● Work to be completed
Copy each line of the records below that mentions the word "loop".

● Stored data
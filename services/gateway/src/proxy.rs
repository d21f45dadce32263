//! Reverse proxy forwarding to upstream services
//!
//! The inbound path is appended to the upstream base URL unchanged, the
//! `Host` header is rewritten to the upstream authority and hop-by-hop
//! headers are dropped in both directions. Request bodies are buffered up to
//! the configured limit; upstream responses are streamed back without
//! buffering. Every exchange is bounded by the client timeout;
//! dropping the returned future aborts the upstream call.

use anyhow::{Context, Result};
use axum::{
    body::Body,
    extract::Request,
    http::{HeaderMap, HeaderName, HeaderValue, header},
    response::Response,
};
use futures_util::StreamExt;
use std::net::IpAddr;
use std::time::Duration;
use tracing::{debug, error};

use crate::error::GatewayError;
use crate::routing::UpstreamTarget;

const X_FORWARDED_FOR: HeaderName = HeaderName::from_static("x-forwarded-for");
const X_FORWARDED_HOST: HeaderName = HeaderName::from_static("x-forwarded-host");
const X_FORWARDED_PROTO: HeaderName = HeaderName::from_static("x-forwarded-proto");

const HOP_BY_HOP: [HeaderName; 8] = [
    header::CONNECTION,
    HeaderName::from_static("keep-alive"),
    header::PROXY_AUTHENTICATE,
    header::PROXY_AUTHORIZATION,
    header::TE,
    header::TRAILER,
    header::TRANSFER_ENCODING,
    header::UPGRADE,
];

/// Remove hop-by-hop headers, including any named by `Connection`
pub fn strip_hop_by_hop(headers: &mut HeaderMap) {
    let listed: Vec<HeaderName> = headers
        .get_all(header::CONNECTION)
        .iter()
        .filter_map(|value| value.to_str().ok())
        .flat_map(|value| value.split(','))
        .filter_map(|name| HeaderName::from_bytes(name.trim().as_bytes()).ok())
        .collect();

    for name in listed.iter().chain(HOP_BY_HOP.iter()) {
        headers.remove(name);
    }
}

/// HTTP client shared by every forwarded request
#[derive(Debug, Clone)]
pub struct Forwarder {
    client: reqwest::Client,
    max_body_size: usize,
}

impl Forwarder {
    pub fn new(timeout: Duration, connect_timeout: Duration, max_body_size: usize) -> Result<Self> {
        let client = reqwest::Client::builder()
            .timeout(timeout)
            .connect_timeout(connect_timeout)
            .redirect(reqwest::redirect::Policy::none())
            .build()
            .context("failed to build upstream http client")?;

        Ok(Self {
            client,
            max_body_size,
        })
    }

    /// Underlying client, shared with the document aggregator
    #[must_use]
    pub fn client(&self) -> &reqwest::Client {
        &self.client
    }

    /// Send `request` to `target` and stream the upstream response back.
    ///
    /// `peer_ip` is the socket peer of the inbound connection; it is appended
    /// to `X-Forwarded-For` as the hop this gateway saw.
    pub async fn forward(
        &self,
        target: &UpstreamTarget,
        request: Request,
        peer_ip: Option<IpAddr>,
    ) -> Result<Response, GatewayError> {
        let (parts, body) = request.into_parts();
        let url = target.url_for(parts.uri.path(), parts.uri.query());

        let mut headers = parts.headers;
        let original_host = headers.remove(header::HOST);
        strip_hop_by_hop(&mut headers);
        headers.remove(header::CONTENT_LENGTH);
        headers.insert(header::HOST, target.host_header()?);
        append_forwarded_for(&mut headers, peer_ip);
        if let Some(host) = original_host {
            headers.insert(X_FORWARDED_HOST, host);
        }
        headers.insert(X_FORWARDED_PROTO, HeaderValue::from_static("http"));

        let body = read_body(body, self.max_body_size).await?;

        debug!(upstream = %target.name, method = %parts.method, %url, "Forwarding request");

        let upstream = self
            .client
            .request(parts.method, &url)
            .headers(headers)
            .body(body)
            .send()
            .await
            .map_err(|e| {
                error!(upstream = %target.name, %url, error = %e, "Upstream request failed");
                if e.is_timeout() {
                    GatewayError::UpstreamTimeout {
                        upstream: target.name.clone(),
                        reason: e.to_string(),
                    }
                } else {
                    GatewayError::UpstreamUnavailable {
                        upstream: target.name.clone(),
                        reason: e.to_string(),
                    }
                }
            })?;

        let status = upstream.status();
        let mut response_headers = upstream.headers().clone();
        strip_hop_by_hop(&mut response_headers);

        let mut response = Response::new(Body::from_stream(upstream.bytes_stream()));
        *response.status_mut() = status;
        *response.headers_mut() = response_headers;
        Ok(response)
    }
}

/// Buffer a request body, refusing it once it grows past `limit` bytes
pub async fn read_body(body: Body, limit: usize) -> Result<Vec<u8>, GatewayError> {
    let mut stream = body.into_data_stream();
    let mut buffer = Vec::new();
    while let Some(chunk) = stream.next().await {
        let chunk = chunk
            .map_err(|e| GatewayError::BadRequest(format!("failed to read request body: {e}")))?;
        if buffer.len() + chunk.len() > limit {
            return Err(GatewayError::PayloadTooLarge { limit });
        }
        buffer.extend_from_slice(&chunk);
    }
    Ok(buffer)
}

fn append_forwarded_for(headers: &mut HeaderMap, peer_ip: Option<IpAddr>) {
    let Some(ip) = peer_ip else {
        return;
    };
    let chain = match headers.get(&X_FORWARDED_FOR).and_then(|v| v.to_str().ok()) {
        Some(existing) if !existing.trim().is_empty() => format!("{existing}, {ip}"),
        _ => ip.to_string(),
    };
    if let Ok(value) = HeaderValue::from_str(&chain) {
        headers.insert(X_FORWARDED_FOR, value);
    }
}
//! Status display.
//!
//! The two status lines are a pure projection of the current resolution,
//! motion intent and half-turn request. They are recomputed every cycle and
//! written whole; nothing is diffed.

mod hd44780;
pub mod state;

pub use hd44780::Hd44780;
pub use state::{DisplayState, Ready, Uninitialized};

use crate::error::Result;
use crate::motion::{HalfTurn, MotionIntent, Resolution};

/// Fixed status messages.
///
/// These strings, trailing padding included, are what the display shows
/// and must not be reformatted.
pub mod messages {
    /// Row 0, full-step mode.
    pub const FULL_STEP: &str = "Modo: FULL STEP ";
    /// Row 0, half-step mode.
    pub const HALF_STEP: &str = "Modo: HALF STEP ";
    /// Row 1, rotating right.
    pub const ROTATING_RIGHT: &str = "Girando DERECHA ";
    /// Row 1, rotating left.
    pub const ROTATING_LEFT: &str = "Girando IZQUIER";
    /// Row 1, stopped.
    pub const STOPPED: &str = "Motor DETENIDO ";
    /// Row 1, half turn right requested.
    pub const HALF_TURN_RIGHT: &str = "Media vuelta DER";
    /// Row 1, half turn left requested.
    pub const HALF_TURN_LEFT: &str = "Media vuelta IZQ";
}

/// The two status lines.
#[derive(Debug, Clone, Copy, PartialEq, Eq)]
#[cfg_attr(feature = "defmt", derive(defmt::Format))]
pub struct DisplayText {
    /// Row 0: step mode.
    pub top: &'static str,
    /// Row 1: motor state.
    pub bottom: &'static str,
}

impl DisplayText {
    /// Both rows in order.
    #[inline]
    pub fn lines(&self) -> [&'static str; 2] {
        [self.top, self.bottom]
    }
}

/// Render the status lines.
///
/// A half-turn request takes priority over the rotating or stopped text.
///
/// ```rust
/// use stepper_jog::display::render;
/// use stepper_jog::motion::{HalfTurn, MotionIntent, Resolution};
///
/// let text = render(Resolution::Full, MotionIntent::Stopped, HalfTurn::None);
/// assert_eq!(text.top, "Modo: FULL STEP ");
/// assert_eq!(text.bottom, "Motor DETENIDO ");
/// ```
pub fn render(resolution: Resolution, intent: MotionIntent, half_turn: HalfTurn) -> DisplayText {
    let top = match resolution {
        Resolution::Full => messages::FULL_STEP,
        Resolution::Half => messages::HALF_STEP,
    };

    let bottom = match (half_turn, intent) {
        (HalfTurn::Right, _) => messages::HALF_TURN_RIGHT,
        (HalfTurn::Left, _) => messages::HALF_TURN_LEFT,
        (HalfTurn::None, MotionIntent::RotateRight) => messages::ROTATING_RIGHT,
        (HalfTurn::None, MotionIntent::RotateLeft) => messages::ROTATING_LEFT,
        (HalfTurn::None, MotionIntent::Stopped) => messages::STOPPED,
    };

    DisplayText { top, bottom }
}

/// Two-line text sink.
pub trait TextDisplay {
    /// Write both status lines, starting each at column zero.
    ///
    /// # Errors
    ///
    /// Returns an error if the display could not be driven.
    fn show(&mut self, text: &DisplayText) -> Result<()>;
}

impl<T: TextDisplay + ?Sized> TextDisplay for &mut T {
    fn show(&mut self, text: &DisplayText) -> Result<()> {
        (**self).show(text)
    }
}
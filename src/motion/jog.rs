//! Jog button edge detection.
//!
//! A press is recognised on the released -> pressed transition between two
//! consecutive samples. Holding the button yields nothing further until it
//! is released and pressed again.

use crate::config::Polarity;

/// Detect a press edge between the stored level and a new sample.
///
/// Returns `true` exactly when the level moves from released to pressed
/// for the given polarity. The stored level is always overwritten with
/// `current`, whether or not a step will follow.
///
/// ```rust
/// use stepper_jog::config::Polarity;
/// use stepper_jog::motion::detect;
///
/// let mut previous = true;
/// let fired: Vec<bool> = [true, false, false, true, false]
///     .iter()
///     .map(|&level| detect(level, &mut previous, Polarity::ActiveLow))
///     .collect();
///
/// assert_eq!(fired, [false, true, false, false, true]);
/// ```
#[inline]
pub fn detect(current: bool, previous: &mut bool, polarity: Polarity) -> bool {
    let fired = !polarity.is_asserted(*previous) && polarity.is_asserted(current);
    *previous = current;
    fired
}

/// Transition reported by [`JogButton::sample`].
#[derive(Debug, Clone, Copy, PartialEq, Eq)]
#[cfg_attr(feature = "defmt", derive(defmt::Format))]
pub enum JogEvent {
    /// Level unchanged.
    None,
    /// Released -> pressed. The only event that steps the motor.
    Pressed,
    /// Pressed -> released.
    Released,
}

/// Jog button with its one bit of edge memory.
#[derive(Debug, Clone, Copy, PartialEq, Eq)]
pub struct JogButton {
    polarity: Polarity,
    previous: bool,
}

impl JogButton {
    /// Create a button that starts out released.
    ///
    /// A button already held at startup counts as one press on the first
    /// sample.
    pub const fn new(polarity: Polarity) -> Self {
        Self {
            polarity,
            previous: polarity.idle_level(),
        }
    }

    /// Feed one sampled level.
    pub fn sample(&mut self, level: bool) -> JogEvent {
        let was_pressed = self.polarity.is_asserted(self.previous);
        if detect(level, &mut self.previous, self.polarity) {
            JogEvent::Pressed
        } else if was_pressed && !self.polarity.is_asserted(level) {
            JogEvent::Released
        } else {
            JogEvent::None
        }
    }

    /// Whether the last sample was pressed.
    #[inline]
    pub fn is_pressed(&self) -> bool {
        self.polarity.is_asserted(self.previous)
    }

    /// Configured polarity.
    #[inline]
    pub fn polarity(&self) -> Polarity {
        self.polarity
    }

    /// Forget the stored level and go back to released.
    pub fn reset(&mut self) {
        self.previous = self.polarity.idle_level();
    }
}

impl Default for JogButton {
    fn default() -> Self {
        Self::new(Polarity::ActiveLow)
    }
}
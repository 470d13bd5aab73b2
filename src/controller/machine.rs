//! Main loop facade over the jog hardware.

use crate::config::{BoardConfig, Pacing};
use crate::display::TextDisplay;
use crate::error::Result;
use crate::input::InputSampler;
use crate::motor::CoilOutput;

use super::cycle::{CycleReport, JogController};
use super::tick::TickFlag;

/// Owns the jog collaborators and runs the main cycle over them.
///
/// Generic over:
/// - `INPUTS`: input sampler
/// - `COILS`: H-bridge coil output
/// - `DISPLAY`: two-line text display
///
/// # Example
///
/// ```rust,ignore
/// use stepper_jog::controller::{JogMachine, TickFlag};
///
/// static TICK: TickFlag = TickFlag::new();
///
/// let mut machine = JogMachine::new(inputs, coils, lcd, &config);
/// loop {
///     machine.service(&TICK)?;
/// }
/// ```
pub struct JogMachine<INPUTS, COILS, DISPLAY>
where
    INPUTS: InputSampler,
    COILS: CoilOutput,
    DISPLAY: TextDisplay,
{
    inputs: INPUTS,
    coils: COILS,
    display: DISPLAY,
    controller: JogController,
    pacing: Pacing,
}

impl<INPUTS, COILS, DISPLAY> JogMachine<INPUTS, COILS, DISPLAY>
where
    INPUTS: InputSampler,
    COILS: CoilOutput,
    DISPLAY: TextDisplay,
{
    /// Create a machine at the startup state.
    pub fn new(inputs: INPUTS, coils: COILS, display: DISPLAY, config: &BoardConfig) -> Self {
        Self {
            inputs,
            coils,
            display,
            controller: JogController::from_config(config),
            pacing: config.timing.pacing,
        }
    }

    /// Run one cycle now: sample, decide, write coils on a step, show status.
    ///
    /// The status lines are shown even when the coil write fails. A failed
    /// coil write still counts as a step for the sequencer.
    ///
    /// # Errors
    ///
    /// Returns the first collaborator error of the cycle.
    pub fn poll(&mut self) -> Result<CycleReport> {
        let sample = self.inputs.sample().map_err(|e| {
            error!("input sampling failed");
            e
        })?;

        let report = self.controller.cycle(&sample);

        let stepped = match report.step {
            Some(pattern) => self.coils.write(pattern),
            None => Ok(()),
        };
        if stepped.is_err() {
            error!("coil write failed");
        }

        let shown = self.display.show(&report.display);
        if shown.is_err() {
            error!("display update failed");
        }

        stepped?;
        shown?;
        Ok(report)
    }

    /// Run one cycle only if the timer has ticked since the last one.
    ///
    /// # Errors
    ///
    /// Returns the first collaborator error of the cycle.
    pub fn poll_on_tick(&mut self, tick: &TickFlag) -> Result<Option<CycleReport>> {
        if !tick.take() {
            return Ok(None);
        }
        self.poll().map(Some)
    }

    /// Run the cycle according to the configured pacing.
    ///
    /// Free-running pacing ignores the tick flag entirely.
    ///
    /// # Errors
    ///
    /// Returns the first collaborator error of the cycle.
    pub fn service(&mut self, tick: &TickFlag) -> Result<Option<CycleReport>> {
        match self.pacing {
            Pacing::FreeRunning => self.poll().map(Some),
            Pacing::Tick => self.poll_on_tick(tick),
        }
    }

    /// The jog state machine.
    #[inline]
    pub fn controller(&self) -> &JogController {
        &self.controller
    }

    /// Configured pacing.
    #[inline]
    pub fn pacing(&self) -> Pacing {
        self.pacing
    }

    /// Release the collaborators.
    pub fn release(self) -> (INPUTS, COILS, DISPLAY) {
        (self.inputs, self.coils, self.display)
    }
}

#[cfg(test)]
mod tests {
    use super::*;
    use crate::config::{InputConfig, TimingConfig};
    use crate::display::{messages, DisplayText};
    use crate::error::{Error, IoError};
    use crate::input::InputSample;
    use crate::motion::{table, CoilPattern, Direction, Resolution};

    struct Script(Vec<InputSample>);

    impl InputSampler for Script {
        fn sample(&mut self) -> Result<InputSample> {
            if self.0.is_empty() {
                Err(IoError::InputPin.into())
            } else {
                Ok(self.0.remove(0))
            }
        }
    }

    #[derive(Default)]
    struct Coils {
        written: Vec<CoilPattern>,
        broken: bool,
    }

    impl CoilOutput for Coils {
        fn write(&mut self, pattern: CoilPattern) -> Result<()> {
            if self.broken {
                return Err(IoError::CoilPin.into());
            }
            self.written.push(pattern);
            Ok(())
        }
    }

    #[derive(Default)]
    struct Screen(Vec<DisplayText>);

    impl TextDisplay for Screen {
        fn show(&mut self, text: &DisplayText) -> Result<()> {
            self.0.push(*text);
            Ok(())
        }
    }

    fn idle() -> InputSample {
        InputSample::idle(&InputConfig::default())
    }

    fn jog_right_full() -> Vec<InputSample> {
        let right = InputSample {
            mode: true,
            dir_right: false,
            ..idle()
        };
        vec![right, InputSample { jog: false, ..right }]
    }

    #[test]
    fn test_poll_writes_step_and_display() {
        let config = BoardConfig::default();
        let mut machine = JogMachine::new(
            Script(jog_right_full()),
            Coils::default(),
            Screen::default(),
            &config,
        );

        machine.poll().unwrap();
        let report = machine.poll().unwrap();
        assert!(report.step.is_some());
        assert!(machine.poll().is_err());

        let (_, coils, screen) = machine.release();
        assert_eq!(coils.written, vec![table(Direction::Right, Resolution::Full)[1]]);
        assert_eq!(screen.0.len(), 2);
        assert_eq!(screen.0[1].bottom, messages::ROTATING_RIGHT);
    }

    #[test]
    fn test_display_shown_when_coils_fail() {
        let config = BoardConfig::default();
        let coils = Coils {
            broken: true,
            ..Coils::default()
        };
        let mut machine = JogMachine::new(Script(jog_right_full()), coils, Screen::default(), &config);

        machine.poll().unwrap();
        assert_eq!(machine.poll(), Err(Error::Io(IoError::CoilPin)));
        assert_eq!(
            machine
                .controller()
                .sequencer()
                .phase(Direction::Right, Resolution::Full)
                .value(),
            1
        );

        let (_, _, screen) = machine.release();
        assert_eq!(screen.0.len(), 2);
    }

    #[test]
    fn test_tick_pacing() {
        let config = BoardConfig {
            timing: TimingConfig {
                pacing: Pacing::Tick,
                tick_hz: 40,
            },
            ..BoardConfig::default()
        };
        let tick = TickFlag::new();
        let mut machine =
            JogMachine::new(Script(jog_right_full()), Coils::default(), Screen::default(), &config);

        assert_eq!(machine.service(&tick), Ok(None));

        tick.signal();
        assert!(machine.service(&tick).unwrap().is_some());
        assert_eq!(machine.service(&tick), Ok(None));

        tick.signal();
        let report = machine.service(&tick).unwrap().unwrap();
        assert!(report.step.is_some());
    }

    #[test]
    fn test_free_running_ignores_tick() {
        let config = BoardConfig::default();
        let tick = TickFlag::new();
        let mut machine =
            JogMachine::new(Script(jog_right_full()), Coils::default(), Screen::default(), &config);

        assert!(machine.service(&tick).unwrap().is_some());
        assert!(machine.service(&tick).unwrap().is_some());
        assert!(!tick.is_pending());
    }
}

● Exercise solution
//! Main loop facade over the jog hardware.
/// loop {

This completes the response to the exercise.